[Collected data]
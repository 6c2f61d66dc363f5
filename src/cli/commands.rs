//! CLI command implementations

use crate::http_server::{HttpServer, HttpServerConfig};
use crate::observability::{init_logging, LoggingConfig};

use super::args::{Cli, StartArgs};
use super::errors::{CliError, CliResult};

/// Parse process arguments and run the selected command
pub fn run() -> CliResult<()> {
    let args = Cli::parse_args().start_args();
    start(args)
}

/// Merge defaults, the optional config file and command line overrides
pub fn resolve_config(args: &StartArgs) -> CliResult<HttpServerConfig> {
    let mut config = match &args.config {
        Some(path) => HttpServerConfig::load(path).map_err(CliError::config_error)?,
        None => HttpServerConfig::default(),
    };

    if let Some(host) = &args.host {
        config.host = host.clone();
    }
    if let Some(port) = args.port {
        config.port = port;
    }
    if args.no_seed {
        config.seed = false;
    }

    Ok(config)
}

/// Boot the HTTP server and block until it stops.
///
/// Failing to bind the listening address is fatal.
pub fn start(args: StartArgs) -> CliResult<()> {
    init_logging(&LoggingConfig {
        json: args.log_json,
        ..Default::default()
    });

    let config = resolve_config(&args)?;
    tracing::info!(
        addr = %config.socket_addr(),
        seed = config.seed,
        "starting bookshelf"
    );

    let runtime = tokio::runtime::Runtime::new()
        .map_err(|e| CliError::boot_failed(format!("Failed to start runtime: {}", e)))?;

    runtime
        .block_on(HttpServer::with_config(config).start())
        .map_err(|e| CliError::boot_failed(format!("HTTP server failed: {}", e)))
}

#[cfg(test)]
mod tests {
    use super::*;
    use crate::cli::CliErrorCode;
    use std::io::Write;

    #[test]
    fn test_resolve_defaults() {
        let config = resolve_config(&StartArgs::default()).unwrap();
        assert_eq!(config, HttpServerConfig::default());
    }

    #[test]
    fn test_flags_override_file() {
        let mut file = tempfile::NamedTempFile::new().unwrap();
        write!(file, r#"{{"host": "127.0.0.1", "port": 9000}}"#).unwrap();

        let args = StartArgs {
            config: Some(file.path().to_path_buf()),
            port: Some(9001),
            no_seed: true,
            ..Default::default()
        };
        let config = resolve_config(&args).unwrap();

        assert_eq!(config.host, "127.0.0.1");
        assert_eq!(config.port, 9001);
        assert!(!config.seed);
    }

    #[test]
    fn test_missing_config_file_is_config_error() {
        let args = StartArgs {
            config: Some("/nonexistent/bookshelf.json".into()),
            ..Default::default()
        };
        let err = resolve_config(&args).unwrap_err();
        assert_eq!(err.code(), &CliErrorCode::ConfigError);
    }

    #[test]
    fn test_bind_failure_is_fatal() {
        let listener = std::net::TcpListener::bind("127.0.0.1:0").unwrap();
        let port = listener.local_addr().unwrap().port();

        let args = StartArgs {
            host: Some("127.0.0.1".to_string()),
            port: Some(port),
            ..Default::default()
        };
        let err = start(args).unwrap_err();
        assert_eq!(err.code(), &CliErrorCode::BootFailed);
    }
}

● YOUR GOAL
Return the span of lines in the data above that opens at the line with "let runtime = tokio::runtime::Runtime::new()" and closes at the line with "let mut file", exactly, ends included, nothing else.

● TASK ANSWER
    let runtime = tokio::runtime::Runtime::new()
        .map_err(|e| CliError::boot_failed(format!("Failed to start runtime: {}", e)))?;

    runtime
        .block_on(HttpServer::with_config(config).start())
        .map_err(|e| CliError::boot_failed(format!("HTTP server failed: {}", e)))
}

#[cfg(test)]
mod tests {
    use super::*;
    use crate::cli::CliErrorCode;
    use std::io::Write;

    #[test]
    fn test_resolve_defaults() {
        let config = resolve_config(&StartArgs::default()).unwrap();
        assert_eq!(config, HttpServerConfig::default());
    }

    #[test]
    fn test_flags_override_file() {
        let mut file = tempfile::NamedTempFile::new().unwrap();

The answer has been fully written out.